[Source records]
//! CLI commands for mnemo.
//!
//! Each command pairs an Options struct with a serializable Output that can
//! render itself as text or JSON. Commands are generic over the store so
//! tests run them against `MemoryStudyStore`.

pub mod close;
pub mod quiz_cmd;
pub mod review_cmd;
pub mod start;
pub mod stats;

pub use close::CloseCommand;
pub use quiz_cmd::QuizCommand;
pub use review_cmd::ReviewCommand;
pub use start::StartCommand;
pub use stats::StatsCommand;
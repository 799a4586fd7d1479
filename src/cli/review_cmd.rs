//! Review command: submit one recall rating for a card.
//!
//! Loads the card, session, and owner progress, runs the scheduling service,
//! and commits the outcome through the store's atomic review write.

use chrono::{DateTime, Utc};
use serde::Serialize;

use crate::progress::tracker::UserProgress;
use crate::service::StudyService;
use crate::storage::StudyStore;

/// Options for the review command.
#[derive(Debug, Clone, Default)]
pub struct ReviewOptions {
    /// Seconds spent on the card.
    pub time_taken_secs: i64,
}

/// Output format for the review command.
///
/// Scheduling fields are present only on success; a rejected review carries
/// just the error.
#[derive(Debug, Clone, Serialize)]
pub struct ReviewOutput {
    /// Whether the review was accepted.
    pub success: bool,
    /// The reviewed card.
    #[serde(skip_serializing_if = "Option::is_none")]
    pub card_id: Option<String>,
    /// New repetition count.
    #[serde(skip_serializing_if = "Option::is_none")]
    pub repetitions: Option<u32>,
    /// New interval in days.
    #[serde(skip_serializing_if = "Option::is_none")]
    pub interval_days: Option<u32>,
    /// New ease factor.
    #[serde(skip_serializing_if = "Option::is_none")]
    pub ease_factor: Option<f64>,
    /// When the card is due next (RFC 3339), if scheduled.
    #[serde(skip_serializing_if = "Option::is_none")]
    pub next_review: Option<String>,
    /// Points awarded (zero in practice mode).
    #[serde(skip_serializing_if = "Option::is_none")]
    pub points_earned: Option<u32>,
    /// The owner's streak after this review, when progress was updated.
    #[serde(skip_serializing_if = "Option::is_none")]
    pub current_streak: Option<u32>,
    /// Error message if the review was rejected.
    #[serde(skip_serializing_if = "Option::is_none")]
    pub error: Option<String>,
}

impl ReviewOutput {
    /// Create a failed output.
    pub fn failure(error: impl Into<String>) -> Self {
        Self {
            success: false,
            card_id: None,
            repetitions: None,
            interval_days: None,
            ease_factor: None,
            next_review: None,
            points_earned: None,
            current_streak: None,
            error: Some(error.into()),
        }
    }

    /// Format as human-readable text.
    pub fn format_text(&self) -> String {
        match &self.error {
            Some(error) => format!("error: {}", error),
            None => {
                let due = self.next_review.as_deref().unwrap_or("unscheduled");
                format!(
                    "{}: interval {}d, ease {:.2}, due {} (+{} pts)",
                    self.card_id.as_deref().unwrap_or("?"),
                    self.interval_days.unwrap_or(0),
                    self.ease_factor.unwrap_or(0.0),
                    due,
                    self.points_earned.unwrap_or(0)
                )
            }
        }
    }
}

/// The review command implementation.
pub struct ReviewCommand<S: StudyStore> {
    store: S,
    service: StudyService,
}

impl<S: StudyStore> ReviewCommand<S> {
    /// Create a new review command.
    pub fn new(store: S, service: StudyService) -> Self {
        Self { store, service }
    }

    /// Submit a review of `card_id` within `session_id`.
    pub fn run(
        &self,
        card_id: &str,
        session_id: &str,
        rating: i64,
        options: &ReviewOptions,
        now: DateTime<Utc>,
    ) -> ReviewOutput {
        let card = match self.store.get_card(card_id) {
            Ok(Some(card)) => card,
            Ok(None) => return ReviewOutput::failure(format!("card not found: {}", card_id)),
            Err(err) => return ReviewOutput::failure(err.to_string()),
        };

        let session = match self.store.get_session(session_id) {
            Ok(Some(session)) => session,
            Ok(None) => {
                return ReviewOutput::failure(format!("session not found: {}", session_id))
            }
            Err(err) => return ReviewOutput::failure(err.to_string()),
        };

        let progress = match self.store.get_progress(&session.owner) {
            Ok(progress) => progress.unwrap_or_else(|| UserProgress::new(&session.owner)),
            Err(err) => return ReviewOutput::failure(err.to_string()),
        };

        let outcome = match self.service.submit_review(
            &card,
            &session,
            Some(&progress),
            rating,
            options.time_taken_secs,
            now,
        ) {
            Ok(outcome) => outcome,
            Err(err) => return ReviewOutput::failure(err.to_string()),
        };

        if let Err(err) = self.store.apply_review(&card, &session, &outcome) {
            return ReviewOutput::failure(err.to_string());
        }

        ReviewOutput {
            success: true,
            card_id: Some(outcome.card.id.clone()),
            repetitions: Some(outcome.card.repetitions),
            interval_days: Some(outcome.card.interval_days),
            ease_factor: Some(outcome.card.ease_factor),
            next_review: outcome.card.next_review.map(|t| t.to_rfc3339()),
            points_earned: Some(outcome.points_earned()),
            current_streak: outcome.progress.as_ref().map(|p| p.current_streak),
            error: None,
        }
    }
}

Task instructions: Down to the last line, repeat the data exactly.

Solution to this exercise:
//! CLI commands for mnemo.
//!
//! Each command pairs an Options struct with a serializable Output that can
//! render itself as text or JSON. Commands are generic over the store so
//! tests run them against `MemoryStudyStore`.

pub mod close;
pub mod quiz_cmd;
pub mod review_cmd;
pub mod start;
pub mod stats;

pub use close::CloseCommand;
pub use quiz_cmd::QuizCommand;
pub use review_cmd::ReviewCommand;
pub use start::StartCommand;
pub use stats::StatsCommand;
repository 799a4586fd7d1479
filename src/cli/review_cmd.rs
//! Review command: submit one recall rating for a card.
//!
//! Loads the card, session, and owner progress, runs the scheduling service,
//! and commits the outcome through the store's atomic review write.

use chrono::{DateTime, Utc};
use serde::Serialize;

use crate::progress::tracker::UserProgress;
use crate::service::StudyService;
use crate::storage::StudyStore;

/// Options for the review command.
#[derive(Debug, Clone, Default)]
pub struct ReviewOptions {
    /// Seconds spent on the card.
    pub time_taken_secs: i64,
}

/// Output format for the review command.
///
/// Scheduling fields are present only on success; a rejected review carries
/// just the error.
#[derive(Debug, Clone, Serialize)]
pub struct ReviewOutput {
    /// Whether the review was accepted.
    pub success: bool,
    /// The reviewed card.
    #[serde(skip_serializing_if = "Option::is_none")]
    pub card_id: Option<String>,
    /// New repetition count.
    #[serde(skip_serializing_if = "Option::is_none")]
    pub repetitions: Option<u32>,
    /// New interval in days.
    #[serde(skip_serializing_if = "Option::is_none")]
    pub interval_days: Option<u32>,
    /// New ease factor.
    #[serde(skip_serializing_if = "Option::is_none")]
    pub ease_factor: Option<f64>,
    /// When the card is due next (RFC 3339), if scheduled.
    #[serde(skip_serializing_if = "Option::is_none")]
    pub next_review: Option<String>,
    /// Points awarded (zero in practice mode).
    #[serde(skip_serializing_if = "Option::is_none")]
    pub points_earned: Option<u32>,
    /// The owner's streak after this review, when progress was updated.
    #[serde(skip_serializing_if = "Option::is_none")]
    pub current_streak: Option<u32>,
    /// Error message if the review was rejected.
    #[serde(skip_serializing_if = "Option::is_none")]
    pub error: Option<String>,
}

impl ReviewOutput {
    /// Create a failed output.
    pub fn failure(error: impl Into<String>) -> Self {
        Self {
            success: false,
            card_id: None,
            repetitions: None,
            interval_days: None,
            ease_factor: None,
            next_review: None,
            points_earned: None,
            current_streak: None,
            error: Some(error.into()),
        }
    }

    /// Format as human-readable text.
    pub fn format_text(&self) -> String {
        match &self.error {
            Some(error) => format!("error: {}", error),
            None => {
                let due = self.next_review.as_deref().unwrap_or("unscheduled");
                format!(
                    "{}: interval {}d, ease {:.2}, due {} (+{} pts)",
                    self.card_id.as_deref().unwrap_or("?"),
                    self.interval_days.unwrap_or(0),
                    self.ease_factor.unwrap_or(0.0),
                    due,
                    self.points_earned.unwrap_or(0)
                )
            }
        }
    }
}

/// The review command implementation.
pub struct ReviewCommand<S: StudyStore> {
    store: S,
    service: StudyService,
}

impl<S: StudyStore> ReviewCommand<S> {
    /// Create a new review command.
    pub fn new(store: S, service: StudyService) -> Self {
        Self { store, service }
    }

    /// Submit a review of `card_id` within `session_id`.
    pub fn run(
        &self,
        card_id: &str,
        session_id: &str,
        rating: i64,
        options: &ReviewOptions,
        now: DateTime<Utc>,
    ) -> ReviewOutput {
        let card = match self.store.get_card(card_id) {
            Ok(Some(card)) => card,
            Ok(None) => return ReviewOutput::failure(format!("card not found: {}", card_id)),
            Err(err) => return ReviewOutput::failure(err.to_string()),
        };

        let session = match self.store.get_session(session_id) {
            Ok(Some(session)) => session,
            Ok(None) => {
                return ReviewOutput::failure(format!("session not found: {}", session_id))
            }
            Err(err) => return ReviewOutput::failure(err.to_string()),
        };

        let progress = match self.store.get_progress(&session.owner) {
            Ok(progress) => progress.unwrap_or_else(|| UserProgress::new(&session.owner)),
            Err(err) => return ReviewOutput::failure(err.to_string()),
        };

        let outcome = match self.service.submit_review(
            &card,
            &session,
            Some(&progress),
            rating,
            options.time_taken_secs,
            now,
        ) {
            Ok(outcome) => outcome,
            Err(err) => return ReviewOutput::failure(err.to_string()),
        };

        if let Err(err) = self.store.apply_review(&card, &session, &outcome) {
            return ReviewOutput::failure(err.to_string());
        }

        ReviewOutput {
            success: true,
            card_id: Some(outcome.card.id.clone()),
            repetitions: Some(outcome.card.repetitions),
            interval_days: Some(outcome.card.interval_days),
            ease_factor: Some(outcome.card.ease_factor),
            next_review: outcome.card.next_review.map(|t| t.to_rfc3339()),
            points_earned: Some(outcome.points_earned()),
            current_streak: outcome.progress.as_ref().map(|p| p.current_streak),
            error: None,
        }
    }
}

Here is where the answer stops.